The Sillion Briefing 17.10.2025

A fortnightly digest for corporate sustainability & communications leaders

In this edition...

  • EU to reduce companies in scope of CSRD and CSDDD

  • CCC warns UK to plan for 2°C by 2050

  • Net Zero Banking Alliance shuts down

  • ASA Rules against Red Tractor

  • ISO launches world-first biodiversity management standard


Omnibus - EU moves to apply CSRD & CSDDD to only the largest companies

EU institutions advanced the Omnibus simplification package that pares back both the Corporate Sustainability Reporting Directive (CSRD) and the Corporate Sustainability Due Diligence Directive (CSDDD). This week, the European Parliament’s Committee on Legal Affairs (JURI) backed deeper cuts to the scopes of both regimes. 
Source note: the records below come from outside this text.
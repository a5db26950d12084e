#![allow(dead_code)]

use std::future::Future;
use std::sync::Arc;
use std::time::Duration;

use dock_line::{
    config::{Config, Dockserver},
    device::{CarrierMode, DeviceConfig, DeviceId},
    error::Error,
    events::{Event, TimestampedEvent},
    mock::MockSerial,
    session::Phase,
    supervisor::Supervisor,
};
use tokio::io::AsyncReadExt;
use tokio::net::{TcpListener, TcpStream};
use tokio::sync::{broadcast, mpsc};
use tokio::task::JoinHandle;
use tokio::time::timeout;

/// Five seconds is an eternity for an in-memory test; anything slower is
/// a hang.
pub async fn within<F, T>(what: &str, fut: F) -> T
where
    F: Future<Output = T>,
{
    timeout(Duration::from_secs(5), fut)
        .await
        .unwrap_or_else(|_| panic!("Timed out: {what}"))
}

/// A TCP listener standing in for the dockserver.
/// Accepted connections are handed to the test for inspection.
pub struct MockDockserver {
    pub port: u16,
    connections: mpsc::UnboundedReceiver<TcpStream>,
}

pub async fn start_dockserver() -> MockDockserver {
    let listener = TcpListener::bind("127.0.0.1:0")
        .await
        .expect("Should be able to bind an ephemeral port");
    let port = listener.local_addr().expect("Bound socket has an address").port();

    let (tx, rx) = mpsc::unbounded_channel();

    tokio::spawn(async move {
        loop {
            match listener.accept().await {
                Ok((stream, _)) => {
                    if tx.send(stream).is_err() {
                        break;
                    }
                }
                Err(_) => break,
            }
        }
    });

    MockDockserver {
        port,
        connections: rx,
    }
}

impl MockDockserver {
    pub async fn accept(&mut self) -> TcpStream {
        within("dockserver accept", self.connections.recv())
            .await
            .expect("The listener should be alive")
    }
}

/// A port that is no longer listening, for unreachable-dockserver tests.
pub async fn closed_port() -> u16 {
    let listener = TcpListener::bind("127.0.0.1:0").await.unwrap();
    let port = listener.local_addr().unwrap().port();
    drop(listener);
    port
}

/// A temp directory standing in for /dev.
/// Plugging a device creates its node, unplugging removes it.
pub struct DeviceDir {
    dir: tempfile::TempDir,
}

impl DeviceDir {
    pub fn new() -> Self {
        Self {
            dir: tempfile::tempdir().expect("Should be able to create a temp dir"),
        }
    }

    pub fn device_path(&self, name: &str) -> String {
        self.dir
            .path()
            .join(name)
            .to_str()
            .expect("Temp paths are valid utf8")
            .to_string()
    }

    pub fn plug(&self, name: &str) {
        std::fs::write(self.dir.path().join(name), b"").expect("Should be able to create a node");
    }

    pub fn unplug(&self, name: &str) {
        std::fs::remove_file(self.dir.path().join(name)).expect("The node should exist");
    }
}

pub fn forwarding_config(devices: &[(&str, CarrierMode)], port: u16) -> Config {
    Config {
        devices: devices
            .iter()
            .map(|(path, mode)| DeviceConfig {
                path: (*path).into(),
                mode: *mode,
            })
            .collect(),
        dockserver: Dockserver {
            host: "127.0.0.1".into(),
            port,
        },
        connect_timeout_ms: 2_000,
        open_delay_ms: 0,
    }
}

pub type SupervisorHandle = JoinHandle<Result<(), Error>>;

pub fn start_supervisor(
    config: Config,
    opener: MockSerial,
) -> (SupervisorHandle, broadcast::Receiver<TimestampedEvent>) {
    let supervisor = Supervisor::new(config, Arc::new(opener)).expect("Config should be valid");
    let events = supervisor.subscribe();

    (tokio::spawn(supervisor.run()), events)
}

async fn next_phase(
    events: &mut broadcast::Receiver<TimestampedEvent>,
    device: &DeviceId,
) -> Phase {
    loop {
        match events.recv().await {
            Ok(event) => {
                if let Event::Phase { device: d, phase } = event.inner {
                    if &d == device {
                        return phase;
                    }
                }
            }
            Err(broadcast::error::RecvError::Lagged(_)) => continue,
            Err(broadcast::error::RecvError::Closed) => panic!("Event stream closed"),
        }
    }
}

/// Wait until the device's session reports the given phase.
pub async fn wait_for_phase(
    events: &mut broadcast::Receiver<TimestampedEvent>,
    device: &DeviceId,
    phase: Phase,
) {
    within(&format!("waiting for {device} to reach `{phase}`"), async {
        loop {
            if next_phase(events, device).await == phase {
                break;
            }
        }
    })
    .await
}

/// Collect the device's phases up to and including the given one.
pub async fn phases_until(
    events: &mut broadcast::Receiver<TimestampedEvent>,
    device: &DeviceId,
    until: Phase,
) -> Vec<Phase> {
    within(&format!("collecting phases until `{until}`"), async {
        let mut phases = vec![];
        loop {
            let phase = next_phase(events, device).await;
            phases.push(phase);
            if phase == until {
                break phases;
            }
        }
    })
    .await
}

/// The phases currently queued for the device, without waiting.
pub fn drain_phases(
    events: &mut broadcast::Receiver<TimestampedEvent>,
    device: &DeviceId,
) -> Vec<Phase> {
    let mut phases = vec![];
    while let Ok(event) = events.try_recv() {
        if let Event::Phase { device: d, phase } = event.inner {
            if &d == device {
                phases.push(phase);
            }
        }
    }
    phases
}

/// Read whatever arrives next on the socket.
pub async fn read_some(socket: &mut TcpStream) -> Vec<u8> {
    let mut buf = [0u8; 256];
    let n = within("socket read", socket.read(&mut buf))
        .await
        .expect("Socket should be readable");
    buf[..n].to_vec()
}
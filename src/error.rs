use thiserror::Error;

use crate::device::DeviceId;

/// Errors that may occur in this library.
///
/// Device-local problems ([`Error::SerialOpen`]) are recovered from by the
/// owning session. Dockserver problems ([`Error::TcpConnect`],
/// [`Error::TcpLinkLost`]) are fatal for the whole process.
#[derive(Debug, Error, PartialEq, Eq)]
pub enum Error {
    /// The configuration is unusable.
    #[error("Bad config: {0}")]
    BadConfig(String),

    /// The filesystem watcher could not be set up, or stopped.
    #[error("Presence watching failed: {0}")]
    Watch(String),

    /// A device is present but could not be opened.
    /// Sessions log this and retry on the next presence event.
    #[error("Could not open serial device `{device}`: {reason}")]
    SerialOpen {
        /// The device that could not be opened.
        device: DeviceId,

        /// What the underlying driver had to say.
        reason: String,
    },

    /// A connection to the dockserver could not be established.
    #[error("Could not connect to the dockserver for device `{device}`: {reason}")]
    TcpConnect {
        /// The device whose session attempted the connection.
        device: DeviceId,

        /// Connect error or timeout description.
        reason: String,
    },

    /// The dockserver dropped an established connection.
    #[error("Lost the dockserver connection while forwarding `{device}`: {reason}")]
    TcpLinkLost {
        /// The device whose session was being forwarded.
        device: DeviceId,

        /// How the loss was observed.
        reason: String,
    },
}

impl Error {
    /// The process exit code for this error.
    ///
    /// Configuration problems and dockserver problems get distinct codes
    /// so a supervisor can tell them apart.
    pub fn exit_code(&self) -> i32 {
        match self {
            Error::BadConfig(_) | Error::Watch(_) => 1,
            Error::TcpLinkLost { .. } => 2,
            Error::SerialOpen { .. } => 3,
            Error::TcpConnect { .. } => 4,
        }
    }

    /// Unwrap the bad-config message, else give the error back.
    pub fn try_into_bad_config(self) -> Result<String, Self> {
        if let Self::BadConfig(v) = self {
            Ok(v)
        } else {
            Err(self)
        }
    }
}
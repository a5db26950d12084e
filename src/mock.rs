//! Mock serial devices, useful to exercise the forwarding engine without
//! actual serial ports or hardware carrier lines.

use std::collections::HashMap;
use std::sync::{Arc, Mutex};

use bytes::Bytes;
use tokio::sync::{mpsc, watch};
use tracing::debug;

use crate::{
    device::{DeviceConfig, DeviceId},
    error::Error,
    serial::{error::SerialError, SerialHandle, SerialOpen, BYTE_CHANNEL_CAPACITY},
};

struct MockState {
    carrier_tx: watch::Sender<bool>,
    opened_tx: mpsc::UnboundedSender<MockPort>,
    fail_opens: usize,
    opens: usize,
}

type Shared = Arc<Mutex<HashMap<DeviceId, MockState>>>;

/// Opens mock devices instead of real serial ports.
///
/// Register devices with [`MockSerial::device`] before handing the
/// opener to a supervisor; opening an unregistered path fails the same
/// way a vanished real device would.
#[derive(Default)]
pub struct MockSerial {
    devices: Shared,
}

impl MockSerial {
    /// A mock opener with no devices yet.
    pub fn new() -> Self {
        Self::default()
    }

    /// Register a mock device and get its controller.
    pub fn device(&self, path: &str) -> MockDevice {
        let device = DeviceId::from(path);
        debug!(%device, "Registering mock device");

        let (carrier_tx, _) = watch::channel(false);
        let (opened_tx, opened_rx) = mpsc::unbounded_channel();

        self.devices.lock().expect("Mutex works").insert(
            device.clone(),
            MockState {
                carrier_tx,
                opened_tx,
                fail_opens: 0,
                opens: 0,
            },
        );

        MockDevice {
            device,
            shared: self.devices.clone(),
            opened: opened_rx,
        }
    }
}

impl SerialOpen for MockSerial {
    fn open(&self, device: &DeviceConfig) -> Result<SerialHandle, Error> {
        let mut devices = self.devices.lock().expect("Mutex works");

        let state = devices.get_mut(&device.path).ok_or_else(|| Error::SerialOpen {
            device: device.path.clone(),
            reason: "No such device".into(),
        })?;

        state.opens += 1;

        if state.fail_opens > 0 {
            state.fail_opens -= 1;
            return Err(Error::SerialOpen {
                device: device.path.clone(),
                reason: "Device busy".into(),
            });
        }

        let (to_host_tx, from_wire_rx) = mpsc::channel(BYTE_CHANNEL_CAPACITY);
        let (to_wire_tx, from_host_rx) = mpsc::channel(BYTE_CHANNEL_CAPACITY);

        // The session side gets the handle, the test side gets the
        // opposite channel ends.
        let _ = state.opened_tx.send(MockPort {
            to_host: to_host_tx,
            from_host: from_host_rx,
        });

        Ok(SerialHandle::new(
            device.path.clone(),
            from_wire_rx,
            to_wire_tx,
            state.carrier_tx.subscribe(),
            None,
        ))
    }
}

/// Controls one registered mock device.
pub struct MockDevice {
    device: DeviceId,
    shared: Shared,
    opened: mpsc::UnboundedReceiver<MockPort>,
}

impl MockDevice {
    fn with_state<T>(&self, f: impl FnOnce(&mut MockState) -> T) -> T {
        let mut devices = self.shared.lock().expect("Mutex works");
        f(devices
            .get_mut(&self.device)
            .expect("A registered device stays registered"))
    }

    /// Raise or drop the simulated carrier-detect line.
    pub fn set_carrier(&self, up: bool) {
        self.with_state(|state| state.carrier_tx.send_replace(up));
    }

    /// Make the next `n` open attempts fail.
    pub fn fail_opens(&self, n: usize) {
        self.with_state(|state| state.fail_opens = n);
    }

    /// How many times this device has been opened.
    pub fn opens(&self) -> usize {
        self.with_state(|state| state.opens)
    }

    /// Wait for the device to be opened, yielding the test-side port.
    pub async fn opened(&mut self) -> MockPort {
        self.opened
            .recv()
            .await
            .expect("The opener should be alive")
    }
}

/// The test side of one open of a mock device.
///
/// Dropping it is the mock equivalent of the line reaching end of
/// stream.
pub struct MockPort {
    to_host: mpsc::Sender<Result<Bytes, SerialError>>,
    from_host: mpsc::Receiver<Bytes>,
}

impl MockPort {
    /// Put bytes "on the wire" towards the host.
    pub async fn send(&self, bytes: impl Into<Bytes>) {
        self.to_host
            .send(Ok(bytes.into()))
            .await
            .expect("The handle should be alive");
    }

    /// The next chunk the host wrote to the device.
    /// `None` once the handle is gone.
    pub async fn written(&mut self) -> Option<Bytes> {
        self.from_host.recv().await
    }

    /// Whether the session side has released its handle.
    pub fn is_released(&self) -> bool {
        self.to_host.is_closed()
    }

    /// End this open with a serial error instead of a clean close.
    pub async fn fail(self) {
        let _ = self.to_host.send(Err(SerialError::Disconnected)).await;
    }
}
Under the proposals, CSRD in-scope thresholds would be >1,000 employees and >€450m net turnover. Non-EU companies would be expected to report where they have >€450m of net turnover from inside the EU, with no headcount threshold. CSDDD in-scope thresholds would be >5000 employees and >€1.5bn net turnover. The mandatory transition plan clause would also be removed. 

The move may not go far enough for European big business, with 46 large corporates including TotalEnergies and Siemens signing an October 6th letter urging outright repeal of CSDDD, citing competitiveness risks.

Source: ESG Today

Why this matters

The €450m EU turnover test sharply narrows non-EU parent reporting under CSRD, so we are expecting fewer third-country groups to file EU-grade sustainability statements from 2029. As the open letter underscores, there remains the possibility for further regulatory volatility here. 

Next steps

EFRAG’s technical advice on ESRS simplification is due November 30th, with datapoint cuts and materiality clarifications likely. 


Climate Change Committee warns UK to plan for 2°C by 2050

The Climate Change Committee (CCC) warned ministers that the UK must urgently adapt to at least 2°C of warming by 2050, and factor in the risk of 4°C by century’s end, citing vulnerability across health, food, infrastructure, and public services. 

Source: BBC

Why this matters

This echoes an increasing trend for organisations to focus on (and speak freely in public about) adaptation as well as mitigation. Whilst very few in the sector have expected 1.5°C of warming to be achievable, it is noteworthy that the CCC should be so stark in its communication. Scrutiny of corporate adaptation plans may follow.


Banking industry’s Net Zero Banking Alliance (NZBA) shuts down

After months of high profile exits, the UN-convened NZBA voted to cease operations immediately and shift its target setting materials into a non-membership “framework” available for banks to use independently. Reports cite legal/political risks and diverging strategies across major lenders.  

Source: Reuters

Why this matters

Whilst is has looked in jeopardy for some time, and UK signatories had already withdrawn, the collapse of the flagship finance coalition weakens peer pressure, leaving regulators to take on responsibility for bank decarbonisation discipline. Legitimate member concerns over competition law, US litigation threats, and fiduciary exposure may also be revealing the effective power limits of voluntary coalitions. 


ASA rules Red Tractor ad exaggerated environmental standards

The UK watchdog upheld a complaint that a Red Tractor television advert misled viewers by overstating environmental standards associated with its assurance mark (phrases like “farmed with care” required clearer basis). The ruling follows complaints led by River Action.

Source: The Guardian

Why this matters

Claims tied to schemes or logos must be specific, evidenced, and qualified. The ASA is especially strict on general “green” claims, and their finding against “farmed with care” underscores this. Good luck to the copywriters penning Q4 campaigns.


ISO launches the first global biodiversity management standard

ISO launched ISO 17298:2025 “Biodiversity for organizations - Requirements and guidelines” at its Kigali Annual Meeting. The standard provides a scalable framework for assessing impacts/dependencies, integrating biodiversity into governance and risk, and is interoperable with TNFD.

Source: Edie

Why this matters

Many firms have TNFD‑aligned diagnostics but lack operational controls. ISO 17298 provides auditable scaffolding to move from disclosure to management.


Thank you for reading. 

We will bring you a new edition of the Briefing in two weeks.